Peace comes from within. Do not seek it without – Buddha

Posts Tagged ‘Federalism’

Nepal’s Crisis: Can a Broken Nation Remake Itself?

Posted by Ram Kumar Shrestha on July 7, 2012

After a decade of war and nearly half a decade of political dysfunction, the impoverished Himalayan nation is struggling to refashion itself as a secular, pluralistic republic.
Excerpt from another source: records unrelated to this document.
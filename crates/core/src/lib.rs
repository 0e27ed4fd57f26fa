//! CloudCRM Core - Shared types library.
//!
//! This crate provides common types used across all CloudCRM components:
//! - `server` - The dashboard's JSON API service
//! - `cli` - Command-line tools for migrations and management
//!
//! # Architecture
//!
//! The core crate contains only types and traits - no I/O, no database access,
//! no HTTP clients. This keeps it lightweight and allows it to be used anywhere.
//!
//! # Modules
//!
//! - [`types`] - Newtype wrappers for type-safe IDs, money, emails, and statuses

#![cfg_attr(not(test), forbid(unsafe_code))]

pub mod types;

pub use types::*;
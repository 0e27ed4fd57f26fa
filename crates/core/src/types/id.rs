//! Newtype IDs for type-safe entity references.
//!
//! Use the `define_id!` macro to create type-safe ID wrappers that prevent
//! accidentally mixing IDs from different entity types.

/// Macro to define a type-safe ID wrapper.
///
/// Creates a newtype wrapper around `i64` (SQLite rowid) with:
/// - `Serialize`/`Deserialize` with `#[serde(transparent)]`
/// - `Debug`, `Clone`, `Copy`, `PartialEq`, `Eq`, `Hash`
/// - Conversion methods: `new()`, `as_i64()`
/// - `From<i64>` and `Into<i64>` implementations
/// - `sqlx` `Type`, `Encode`, and `Decode` implementations (with `sqlite` feature)
///
/// # Example
///
/// ```rust
/// # use cloudcrm_core::define_id;
/// define_id!(CustomerId);
/// define_id!(OrderId);
///
/// let customer_id = CustomerId::new(1);
/// let order_id = OrderId::new(1);
///
/// // These are different types, so this won't compile:
/// // let _: CustomerId = order_id;
/// ```
#[macro_export]
macro_rules! define_id {
    ($name:ident) => {
        #[derive(
            Debug,
            Clone,
            Copy,
            PartialEq,
            Eq,
            Hash,
            PartialOrd,
            Ord,
            ::serde::Serialize,
            ::serde::Deserialize
        )]
        #[serde(transparent)]
        pub struct $name(i64);

        impl $name {
            /// Create a new ID from an i64 value.
            #[must_use]
            pub const fn new(id: i64) -> Self {
                Self(id)
            }

            /// Get the underlying i64 value.
            #[must_use]
            pub const fn as_i64(&self) -> i64 {
                self.0
            }
        }

        impl ::core::fmt::Display for $name {
            fn fmt(&self, f: &mut ::core::fmt::Formatter<'_>) -> ::core::fmt::Result {
                write!(f, "{}", self.0)
            }
        }

        impl From<i64> for $name {
            fn from(id: i64) -> Self {
                Self(id)
            }
        }

        impl From<$name> for i64 {
            fn from(id: $name) -> Self {
                id.0
            }
        }

        #[cfg(feature = "sqlite")]
        impl ::sqlx::Type<::sqlx::Sqlite> for $name {
            fn type_info() -> ::sqlx::sqlite::SqliteTypeInfo {
                <i64 as ::sqlx::Type<::sqlx::Sqlite>>::type_info()
            }

            fn compatible(ty: &::sqlx::sqlite::SqliteTypeInfo) -> bool {
                <i64 as ::sqlx::Type<::sqlx::Sqlite>>::compatible(ty)
            }
        }

        #[cfg(feature = "sqlite")]
        impl<'r> ::sqlx::Decode<'r, ::sqlx::Sqlite> for $name {
            fn decode(
                value: ::sqlx::sqlite::SqliteValueRef<'r>,
            ) -> ::core::result::Result<Self, ::sqlx::error::BoxDynError> {
                let id = <i64 as ::sqlx::Decode<::sqlx::Sqlite>>::decode(value)?;
                Ok(Self(id))
            }
        }

        #[cfg(feature = "sqlite")]
        impl<'q> ::sqlx::Encode<'q, ::sqlx::Sqlite> for $name {
            fn encode_by_ref(
                &self,
                buf: &mut ::std::vec::Vec<::sqlx::sqlite::SqliteArgumentValue<'q>>,
            ) -> ::std::result::Result<::sqlx::encode::IsNull, ::sqlx::error::BoxDynError> {
                <i64 as ::sqlx::Encode<'q, ::sqlx::Sqlite>>::encode_by_ref(&self.0, buf)
            }
        }
    };
}

// Define standard entity IDs
define_id!(CustomerId);
define_id!(SupplierId);
define_id!(ProductId);
define_id!(OrderId);
define_id!(UserId);
define_id!(NotificationId);
define_id!(SecurityEventId);

#[cfg(test)]
#[allow(clippy::unwrap_used)]
mod tests {
    use super::*;

    #[test]
    fn test_id_roundtrip() {
        let id = CustomerId::new(42);
        assert_eq!(id.as_i64(), 42);
        assert_eq!(i64::from(id), 42);
        assert_eq!(CustomerId::from(42), id);
    }

    #[test]
    fn test_display() {
        assert_eq!(OrderId::new(1042).to_string(), "1042");
    }

    #[test]
    fn test_serde_transparent() {
        let id = ProductId::new(7);
        let json = serde_json::to_string(&id).unwrap();
        assert_eq!(json, "7");

        let back: ProductId = serde_json::from_str("7").unwrap();
        assert_eq!(back, id);
    }
}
Political bickering and factionalism is getting in the way.
Prakash Mathema / AFP / Getty Images
PRAKASH MATHEMA / AFP / GETTY IMAGES
Nepalese student activists shout slogans during a protest demanding the resignation of Prime Minister Baburam Bhattarai in Kathmandu on June 17, 2012. The Himalayan nation plunged into political crisis after the constituent assembly was disbanded having failed to agree on a new constitution.
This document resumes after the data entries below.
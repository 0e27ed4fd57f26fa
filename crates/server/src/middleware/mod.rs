//! HTTP middleware stack for the CRM API.
//!
//! # Middleware Order (bottom to top in Router)
//!
//! 1. Sentry layer (capture errors)
//! 2. `TraceLayer` (request tracing)
//! 3. Session layer (tower-sessions with `SQLite` store)
//! 4. Security headers
//! 5. Rate limiting on the login route (governor)

pub mod auth;
pub mod rate_limit;
pub mod security_headers;
pub mod session;

pub use auth::{RequireAdmin, RequireAuth, establish_session};
pub use rate_limit::{client_ip, login_rate_limiter};
pub use security_headers::security_headers_middleware;
pub use session::create_session_layer;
Not long ago, a gleaming white edifice in the Baneshwor neighborhood of Kathmandu evoked hope and optimism. The Chinese-built hall for Nepal’s Constituent Assembly, a 601-member body tasked with writing a constitution for the fledgling republic, was supposed to be the site of the country’s remaking after a decade-long Maoist insurgency that ended in 2006.

Instead, after yet another deadline for Nepal’s feuding lawmakers to draft a new constitution passed on May 27, the area has taken on a worn, deserted look. Gone are the thousands of protesters who converged here; so too, the hordes of security forces in riot gear. An eerie silence pervades life in Kathmandu, a capital city that has grown accustomed to political deadlock and dysfunction.

Nepal’s uneasy calm hides crises that are deepening every day. The major dispute centers around how this country of 26.6 million will be reshaped. That question has remained unanswered since the peace process began under U.N. auspices six years ago, marking the end of a nearly three-century-old Hindu monarchy and the awkward beginnings of a secular republic. Read the rest of this entry »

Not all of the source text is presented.